Pensaba escribir algo sobre alguien que he conocido hoy. Algo jodidamente triste, de esas cosas que son tan asquerosamente reales que te destrozan por dentro. Pero hoy no puedo con tanta tristeza, no me apetece.
Pensamos que tenemos toda la vida, que podremos hacer las cosas que deseamos y tal vez no nos atrevemos, que tendremos tiempo para decir te quiero, o para corregir los errores. Pero a veces no es tan sencillo.
Creemos que con borrar un par de putas palabras todo se olvida. Pero eso no hace que desaparezca el dolor, ni lo que se ha roto se vuelve a recomponer.
¿Has intentado arreglar un espejo que ha estallado en mil pedazos? No se puede, siempre faltará alguna esquirla, los trozos no unirán bien, se notarán los bordes por los que unen los pedazos.
Pero sigo caminando. Recojo mis trocitos y me recompongo, y soy como un puzle. Nunca seré un todo, una imagen entera. Pero me agacho, recojo las piezas y me las vuelvo a poner. Y sigo caminando a pesar de todo.
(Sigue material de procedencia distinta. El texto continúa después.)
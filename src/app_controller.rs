use anyhow::{Context, Result};
use indicatif::{MultiProgress, ProgressBar, ProgressStyle};
use log::{debug, error, info, warn};
use std::collections::HashMap;
use std::path::{Path, PathBuf};
use std::sync::Arc;

use crate::app_config::Config;
use crate::database::DatabaseConnection;
use crate::document::{DocumentId, SourceDocument};
use crate::errors::ConfigurationError;
use crate::file_utils::FileManager;
use crate::pipeline::{BatchHandle, BatchOptions, BatchOrchestrator, BatchResult, JobState, ProgressEvent};
use crate::providers::{self, TranslationProvider};
use crate::translation::{ProviderProfile, TranslationCache};

// @module: Application controller for document translation

/// File receiving failed segments and documents, in the output directory
pub const ISSUES_LOG_FILE: &str = "doctrans.issues.log";

/// Main application controller for document translation
pub struct Controller {
    // @field: App configuration
    config: Config,
}

impl Controller {
    // @method: Create a new controller with the given configuration
    pub fn with_config(config: Config) -> Result<Self> {
        config.validate().context("Configuration validation failed")?;
        Ok(Self { config })
    }

    pub fn config(&self) -> &Config {
        &self.config
    }

    /// Cache for this run: in memory, or backed by the SQLite cache file
    pub fn build_cache(&self) -> Result<TranslationCache> {
        let cache_config = &self.config.cache;
        if !cache_config.enabled || !cache_config.persistent {
            return Ok(TranslationCache::new(cache_config.enabled));
        }

        let db = match &cache_config.path {
            Some(path) => DatabaseConnection::new(path)?,
            None => DatabaseConnection::new_default()?,
        };
        info!("Using persistent translation cache at {:?}", db.path());
        TranslationCache::persistent(db)
    }

    /// Check provider credentials before any job starts
    pub async fn check_provider(&self, provider: &dyn TranslationProvider) -> Result<(), ConfigurationError> {
        provider
            .test_connection()
            .await
            .map_err(|e| ConfigurationError::InvalidCredentials {
                provider: self.config.translation.provider.display_name().to_string(),
                message: e.to_string(),
            })
    }

    /// Translate every document found in `inputs` with the configured provider
    pub async fn run(&self, inputs: &[PathBuf]) -> Result<BatchResult> {
        let provider = providers::build_provider(&self.config)?;
        self.check_provider(provider.as_ref()).await?;
        self.run_with_provider(inputs, provider).await
    }

    /// Translate every document found in `inputs` with `provider`
    pub async fn run_with_provider(&self, inputs: &[PathBuf], provider: Arc<dyn TranslationProvider>) -> Result<BatchResult> {
        let start_time = std::time::Instant::now();

        let files = FileManager::collect_inputs(inputs)?;
        if files.is_empty() {
            warn!("No supported documents found in {:?}", inputs);
        }

        let mut documents = Vec::with_capacity(files.len());
        for file in files {
            let document = SourceDocument::from_path(&file)
                .with_context(|| format!("Unsupported input {:?}", file))?
                .with_source_language(&self.config.source_language);
            documents.push(document);
        }

        let translation = &self.config.translation;
        let resolved = translation.resolved_provider();
        let profile = ProviderProfile::for_provider(translation.provider)
            .with_overrides(Some(resolved.concurrent_requests), resolved.rate_limit);

        let mut options = BatchOptions::new(
            &self.config.target_language,
            self.config.domain,
            provider,
            self.config.output.mode,
        )
        .with_provider_profile(profile);
        if let Some(dir) = &self.config.output.directory {
            FileManager::ensure_dir(dir)?;
            options = options.with_output_dir(dir);
        }

        let orchestrator = BatchOrchestrator::new(self.config.clone()).with_cache(self.build_cache()?);
        let handle = orchestrator.submit_batch(documents, options)?;

        Self::follow_progress(&handle).await;
        let result = handle.wait().await?;

        self.write_issues_log(&result, inputs)?;
        self.log_summary(&result, start_time.elapsed());
        Ok(result)
    }

    /// Render progress bars until the batch ends; Ctrl-C cancels the batch
    async fn follow_progress(handle: &BatchHandle) {
        let multi_progress = MultiProgress::new();
        let mut subscription = handle.subscribe();
        let mut bars: HashMap<DocumentId, ProgressBar> = HashMap::new();

        let overall = multi_progress.add(ProgressBar::new(0));
        overall.set_style(Self::bar_style("documents"));

        let ctrl_c = tokio::signal::ctrl_c();
        tokio::pin!(ctrl_c);
        let mut interrupted = false;

        loop {
            tokio::select! {
                event = subscription.next() => {
                    let Some(event) = event else { break };
                    Self::render_event(&multi_progress, &overall, &mut bars, &event);
                }
                _ = &mut ctrl_c, if !interrupted => {
                    interrupted = true;
                    warn!("Interrupted, cancelling remaining documents...");
                    handle.cancel();
                }
            }
        }

        overall.finish();
    }

    fn render_event(
        multi_progress: &MultiProgress,
        overall: &ProgressBar,
        bars: &mut HashMap<DocumentId, ProgressBar>,
        event: &ProgressEvent,
    ) {
        overall.set_length(event.batch.documents_total as u64);
        overall.set_position(event.batch.documents_finished as u64);
        overall.set_message(format!(
            "{} translated, {} failed",
            event.batch.segments.translated, event.batch.segments.failed
        ));

        let bar = bars.entry(event.document_id).or_insert_with(|| {
            let bar = multi_progress.add(ProgressBar::new(0));
            bar.set_style(Self::bar_style("segments"));
            bar.set_prefix(event.document_name.clone());
            bar
        });

        bar.set_length(event.total as u64);
        bar.set_position((event.translated + event.failed + event.skipped) as u64);
        if event.state.is_terminal() {
            bar.finish_with_message(event.state.to_string());
        } else {
            bar.set_message(event.state.to_string());
        }
    }

    fn bar_style(unit: &str) -> ProgressStyle {
        ProgressStyle::default_bar()
            .template(&format!(
                "{{spinner:.green}} {{prefix:20}} [{{elapsed_precise}}] [{{bar:40.cyan/blue}}] {{pos}}/{{len}} {} ({{percent}}%) {{msg}}",
                unit
            ))
            .or_else(|_| ProgressStyle::default_bar().template("{spinner} [{elapsed_precise}] [{bar:40}] {pos}/{len} ({percent}%) {msg}"))
            .unwrap_or_else(|_| ProgressStyle::default_bar())
            .progress_chars("█▓▒░")
    }

    /// Directory that receives the issues log
    fn issues_dir(&self, inputs: &[PathBuf]) -> PathBuf {
        if let Some(dir) = &self.config.output.directory {
            return dir.clone();
        }
        inputs
            .first()
            .map(|input| {
                if input.is_dir() {
                    input.clone()
                } else {
                    input.parent().map(Path::to_path_buf).unwrap_or_default()
                }
            })
            .unwrap_or_else(|| PathBuf::from("."))
    }

    /// Append every failed segment and failed document to the issues log
    fn write_issues_log(&self, result: &BatchResult, inputs: &[PathBuf]) -> Result<()> {
        let has_issues = result.documents.iter().any(|d| d.error.is_some() || !d.failed_segments.is_empty());
        if !has_issues {
            return Ok(());
        }

        let log_path = self.issues_dir(inputs).join(ISSUES_LOG_FILE);
        for document in &result.documents {
            if let Some(message) = &document.error {
                FileManager::append_to_log_file(
                    &log_path,
                    &format!("{} [{}] {}", document.source_path.display(), document.state, message),
                )?;
            }
            for segment in &document.failed_segments {
                FileManager::append_to_log_file(
                    &log_path,
                    &format!(
                        "{} #{} ({}): {}",
                        document.source_path.display(),
                        segment.index,
                        segment.location,
                        segment.reason
                    ),
                )?;
            }
        }

        warn!("Issues written to {:?}", log_path);
        Ok(())
    }

    fn log_summary(&self, result: &BatchResult, duration: std::time::Duration) {
        for document in &result.documents {
            match document.state {
                JobState::Completed | JobState::CompletedWithErrors => {
                    if let Some(path) = &document.output_path {
                        info!("Success: {}", path.display());
                    }
                }
                JobState::Failed => error!(
                    "Failed: {} ({})",
                    document.source_path.display(),
                    document.error.as_deref().unwrap_or("unknown error")
                ),
                _ => warn!("Not finished: {} ({})", document.source_path.display(), document.state),
            }
        }

        debug!(
            "Cache: {} hits, {} misses ({:.0}% hit rate)",
            result.cache.hits,
            result.cache.misses,
            result.cache.hit_rate * 100.0
        );
        info!(
            "Translated {} segments in {} documents ({} failed, {} skipped) in {}",
            result.progress.segments.translated,
            result.documents.len(),
            result.progress.segments.failed,
            result.progress.segments.skipped,
            Self::format_duration(duration)
        );
    }

    // Format duration in a human-readable format
    pub fn format_duration(duration: std::time::Duration) -> String {
        let total_seconds = duration.as_secs();
        let hours = total_seconds / 3600;
        let minutes = (total_seconds % 3600) / 60;
        let seconds = total_seconds % 60;

        if hours > 0 {
            format!("{}h {}m {}s", hours, minutes, seconds)
        } else if minutes > 0 {
            format!("{}m {}s", minutes, seconds)
        } else {
            format!("{}.{:03}s", seconds, duration.subsec_millis())
        }
    }
}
Me duermo llorando, y cuando me despierta mi hija pequeña, cantándome un villancico en valenciano con su eterna lengua de trapo, me río a carcajadas en la cara de la vida. Y no, no finjo ser feliz. En ese momento soy jodidamente feliz.
Porque yo con los escombros de los sueños destruidos construyo nuevas ilusiones.
Mi nuevo compañero de trabajo, un gilipollas prepotente que se cree irresistible, dice que su hija de tres años ya sabe que los Reyes Magos no existen, que son los papis y los yayos. Dice que tiene que ir acostumbrándose a la realidad. Yo creo que ya tendrán tiempo de ver lo puta que puede ser la realidad, ya habrá tiempo para que la vida hija de puta las golpee y se tengan que acostumbrar.
Yo quiero que mis hijas crean en dragones, en princesas (de las valientes que no esperan a ser rescatadas, eso sí), en hadas, en magia, en los Reyes magos. Quiero que crean y me esfuerzo. Así que recojo mi tristeza y adorno árboles, hago adornos, bolas de Navidad, canto villancicos, escondo regalos.
Cuando era pequeña mi abuelo la víspera de Reyes llenaba un cesto de esparto de paja para los camellos, y cuando anochecía mi tía hacía ruido de cascos en la calle, mientras nosotras, pensando que eran los Reyes que se acercaban nos acostábamos nerviosas, expectantes, emocionadas. Y al día siguiente observábamos felices cómo el cesto se había vaciado de paja y en su lugar había monedas y dulces. Y recuerdo la emoción de abrir los regalos, la felicidad al descubrir un nuevo libro, o la decepción al ver que nunca me traían el juego de química que cada año pedía. Y la magia. Recuerdo sobre todo la magia.
Porque la magia existía, como después de unos años, cuando echaba de menos las estrellas, y a él, sobre todo a él, y mi hermana me regaló un planetario de juguete. Apagábamos la luz, nos tumbábamos en la cama y mirábamos el techo estrellado, soñando que estábamos tumbadas en la carretera en nuestro lugar en el mundo, observando las estrellas. Se perdió en un traslado. Hoy moriría por un techo estrellado.
Yo intento mantener alejada a la realidad, construyo una muralla de cuentos que mantenga fuera a la vida cabrona, para que rían felices, creyendo que todo es posible. Así que creo magia, ilusiones, para que cuando pasen los años, y la vida se ponga hija de puta y duela, mis hijas tengan recuerdos mágicos que les sirvan de escudo, o de espada, o que abriguen en las noches tristes.
Dadme sueños rotos, despedazadme los mios que yo con los escombros construyo ilusiones. Y que se joda la vida.